The financial reporting process must also consider taxable elements in the report. For example, the turnover or the gross profit after elimination of the total expenditure are used to calculate the taxes (Stice & Stice, 2011). Therefore, in the event of dishonesty, the reporting system is often used to hide specific figures to reduce the burden of taxes on an organization.
There are cases where entities use the reporting system to entice investors. For example, in a bid to make a business organization appear more profitable that it actually is, the accounting and financial reporting of businesses uses the net income instead of the figures after all deductions to create an impression of a higher income. The law provides guidelines in usage of these criteria in the reporting process (Stice & Stice, 2011).
It is important to note that in the accounting process, the auditors and the accountants who release the report are legally accountable for the contents of the reports. The law requires these people to take a course in the law during their formal training to be able to make decisions that follow the interests of the existing legal guidelines (Stice & Stice, 2011). Therefore, regardless of the pressure from management, the accountability in the financial reporting lies with the people who prepare these reports. Therefore, when hiring an accountant or an auditor, all organizations must consider the legal competency of these people.
Application of technology is important in the accounting and financial reporting of businesses because of the potential of technology to increase the efficiency of calculations and representation in the financial documents (Kimmel & Weygandt, 2007). In addition, technology makes the process of preparation faster. Therefore, technology is an important part of the accounting and financial reporting of businesses.
The need for technical reporting raises the need for businesses to possess the necessary technology. For example, tax reports are filed using specific technology that aligns all business and makes it easier for the tax collection authorities to value the information. For example, is sales that are taxed, it is important for the tax register to keep all the information and use it in reporting.
Therefore, the technological considerations of a business are guided by the need to conform to the legal guidelines of operating the business entity as well as the needs and size of the organization, the presence of qualified workers to apply the technology in reporting is a major consideration for a business (Kimmel & Weygandt, 2007).
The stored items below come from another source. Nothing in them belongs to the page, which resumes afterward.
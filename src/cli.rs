//! Thin CLI: decode YAML files against a type expression, print JSON.
use std::path::{Path, PathBuf};
use std::process::ExitCode;

use anyhow::{anyhow, Context};
use clap::{Args, Parser, Subcommand};
use colored::Colorize;
use rayon::prelude::*;

use type_yaml::{LoadOptions, NameEnv, Schema, Substitution, UnknownKeys, Value};

// ————————————————————————————————————————————————————————————————————————————
// TYPES
// ————————————————————————————————————————————————————————————————————————————

/// type-directed YAML loading: decode documents against a type expression
#[derive(Parser, Debug)]
pub struct CommandLineInterface {
    #[command(subcommand)]
    cmd: Command,
}

#[derive(Subcommand, Debug)]
enum Command {
    /// decode each input and print it as JSON
    Load(LoadOut),
    /// decode each input and report ok or the diagnostic
    Check(CheckOut),
    /// print the canonical form of a type expression
    ShowType(ShowType),
    /// read JSON values and print them as YAML
    Dump(DumpOut),
}

#[derive(Args, Debug, Clone)]
struct TypeSettings {
    /// type alias available to the expression, as NAME=EXPR (repeatable)
    #[arg(long = "alias", value_name = "NAME=EXPR")]
    aliases: Vec<String>,
}

#[derive(Args, Debug, Clone)]
struct InputSettings {
    /// type expression each document is decoded against (e.g. 'dict[str, list[int]]')
    #[arg(long = "type", short = 't')]
    type_expr: String,

    #[command(flatten)]
    type_settings: TypeSettings,

    /// accept several `---` separated documents per input
    #[arg(long, default_value_t = false)]
    multi_document: bool,

    /// reject mapping keys that name no record field
    #[arg(long, default_value_t = false)]
    deny_unknown_keys: bool,

    /// One or more inputs. May be literal paths or quoted glob patterns
    #[arg(long, short, num_args = 1.., required = true)]
    input: Vec<String>,
}

#[derive(clap::Parser, Debug)]
struct LoadOut {
    #[command(flatten)]
    input_settings: InputSettings,

    /// output .json file (stdout if omitted)
    #[arg(short, long)]
    out: Option<PathBuf>,
}

#[derive(clap::Parser, Debug)]
struct CheckOut {
    #[command(flatten)]
    input_settings: InputSettings,
}

#[derive(clap::Parser, Debug)]
struct ShowType {
    /// type expression
    expr: String,

    #[command(flatten)]
    type_settings: TypeSettings,
}

#[derive(clap::Parser, Debug)]
struct DumpOut {
    /// JSON input files. May be literal paths or quoted glob patterns
    #[arg(long, short, num_args = 1.., required = true)]
    input: Vec<String>,
}

// ————————————————————————————————————————————————————————————————————————————
// IMPLEMENTATION
// ————————————————————————————————————————————————————————————————————————————

impl TypeSettings {
    fn name_env(&self) -> anyhow::Result<NameEnv> {
        let mut env = NameEnv::new();
        for raw in &self.aliases {
            let (name, expr) = raw
                .split_once('=')
                .ok_or_else(|| anyhow!("alias must look like NAME=EXPR, got {raw:?}"))?;
            env = env.with_alias(name.trim(), expr.trim());
        }
        Ok(env)
    }

    fn schema(&self, expr: &str) -> anyhow::Result<Schema> {
        let env = self.name_env()?;
        type_yaml::interpret(&expr.into(), &env, &Substitution::new())
            .with_context(|| format!("invalid type {expr:?}"))
    }
}

impl InputSettings {
    /// Decode every input against one shared schema, in parallel. Results
    /// keep input order.
    fn load_all(&self) -> anyhow::Result<Vec<(PathBuf, anyhow::Result<Value>)>> {
        let schema = self.type_settings.schema(&self.type_expr)?;
        let source_paths = resolve_file_path_patterns(&self.input)
            .context("failed to resolve input file paths")?;
        let unknown_keys = if self.deny_unknown_keys { UnknownKeys::Deny } else { UnknownKeys::Ignore };

        Ok(source_paths
            .into_par_iter()
            .map(|path| {
                let result = self.load_one(&schema, &path, unknown_keys);
                (path, result)
            })
            .collect())
    }

    fn load_one(&self, schema: &Schema, path: &Path, unknown_keys: UnknownKeys) -> anyhow::Result<Value> {
        let source = std::fs::read_to_string(path)
            .with_context(|| format!("failed to read source file {}", path.display()))?;
        let opts = LoadOptions::new()
            .multi_document(self.multi_document)
            .unknown_keys(unknown_keys)
            .source(path.to_string_lossy());
        Ok(type_yaml::load_with(schema, &source, &opts)?)
    }
}

impl CommandLineInterface {
    pub fn load() -> Self {
        Self::parse()
    }

    pub fn run(&self) -> anyhow::Result<ExitCode> {
        match &self.cmd {
            Command::Load(target) => {
                let results = target.input_settings.load_all()?;
                let single = results.len() == 1;
                let mut failed = false;
                let mut outputs = serde_json::Map::new();
                for (path, result) in results {
                    match result {
                        Ok(value) => {
                            outputs.insert(path.to_string_lossy().to_string(), serde_json::to_value(&value)?);
                        }
                        Err(error) => {
                            failed = true;
                            report_failure(&path, &error);
                        }
                    }
                }
                let json = match (single, outputs.values().next()) {
                    (true, Some(value)) => value.clone(),
                    _ => serde_json::Value::Object(outputs),
                };
                let json_src = serde_json::to_string_pretty(&json)?;
                if let Some(out) = target.out.as_ref() {
                    if let Some(parent) = out.parent() {
                        std::fs::create_dir_all(parent)?;
                    }
                    std::fs::write(out, &json_src)
                        .with_context(|| format!("failed to write {}", out.display()))?;
                } else if !(single && failed) {
                    println!("{json_src}");
                }
                Ok(exit_code(failed))
            }
            Command::Check(target) => {
                let mut failed = false;
                for (path, result) in target.input_settings.load_all()? {
                    match result {
                        Ok(_) => println!("{}: {}", path.display(), "ok".green()),
                        Err(error) => {
                            failed = true;
                            report_failure(&path, &error);
                        }
                    }
                }
                Ok(exit_code(failed))
            }
            Command::ShowType(target) => {
                let schema = target.type_settings.schema(&target.expr)?;
                println!("{}", schema.type_to_str());
                Ok(ExitCode::SUCCESS)
            }
            Command::Dump(target) => {
                let source_paths = resolve_file_path_patterns(&target.input)
                    .context("failed to resolve input file paths")?;
                let many = source_paths.len() > 1;
                for path in source_paths {
                    let source = std::fs::read_to_string(&path)
                        .with_context(|| format!("failed to read source file {}", path.display()))?;
                    let json = serde_json::from_str::<serde_json::Value>(&source)
                        .with_context(|| format!("failed to parse JSON source file {}", path.display()))?;
                    if many {
                        println!("---");
                    }
                    print!("{}", type_yaml::dumps(&Value::from(json))?);
                }
                Ok(ExitCode::SUCCESS)
            }
        }
    }
}

// ————————————————————————————————————————————————————————————————————————————
// INTERNAL HELPERS
// ————————————————————————————————————————————————————————————————————————————

fn report_failure(path: &Path, error: &anyhow::Error) {
    eprintln!("{} {}", format!("{}:", path.display()).bold(), "failed".red().bold());
    eprintln!("{error:#}");
}

fn exit_code(failed: bool) -> ExitCode {
    if failed { ExitCode::FAILURE } else { ExitCode::SUCCESS }
}

fn resolve_file_path_patterns<I>(patterns: I) -> anyhow::Result<Vec<PathBuf>>
where
    I: IntoIterator,
    I::Item: AsRef<str>,
{
    fn has_glob_chars(s: &str) -> bool {
        s.bytes().any(|b| matches!(b, b'*' | b'?' | b'[' | b'{'))
    }

    let mut out = Vec::<PathBuf>::new();

    for raw in patterns {
        let pattern = raw.as_ref();

        if has_glob_chars(pattern) {
            let mut matched_any = false;
            for entry in glob::glob(pattern)? {
                matched_any = true;
                out.push(entry?);
            }
            if !matched_any {
                // an explicit glob that matched nothing is an error
                return Err(anyhow!("glob pattern matched no files: {pattern}"));
            }
        } else {
            out.push(PathBuf::from(pattern));
        }
    }

    Ok(out)
}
The changing nature of technology entails the need for a business to keep up with the changes to keep up with the dynamic world of business. However, in reporting, the most important considerations are the ones that are guides by the law.
The needs of the business and the moral obligations of a business to the investors and the law dictate the ethical concerns of the accounting and financial reporting of businesses (Kimmel & Weygandt, 2007). In the contemporary business world, the social values are not important where reporting is concerned because the main issues in the operation are dictated by the existing procedures of operations and reporting.
Following this important aspect of business, the biggest ethical concern in the accounting and financial reporting of businesses is the consideration of the interests of the government in the reporting process (Kimmel & Weygandt, 2007). This is to say that all businesses have an ethical obligation to follow the interests of the law in the reporting process (Kimmel & Weygandt, 2007). For example, compliance with the reporting procedures set out by the legislature and the concerned financial regulation units is an important ethical consideration for all businesses.
Honesty is also an important ethical concern in the accounting and financial reporting of businesses. There is a tendency for businesses to manipulate the accounting systems to attract investors or to avoid paying taxes. The law has penalties that discourage these events in place (Kimmel & Weygandt, 2007). The penalties may include revoking of the business permit and heavy cash payments to the relevant authorities. However, it is an ethical issue because honesty is among the most important moral considerations.
In conclusion, in the accounting and financial reporting of businesses, businesses are obligated to take in to account a number of considerations. By far the most relevant consideration in the accounting and financial reporting of businesses is the legal concern because nit affect the other two and the context of operating a business as well as he contents of the reports.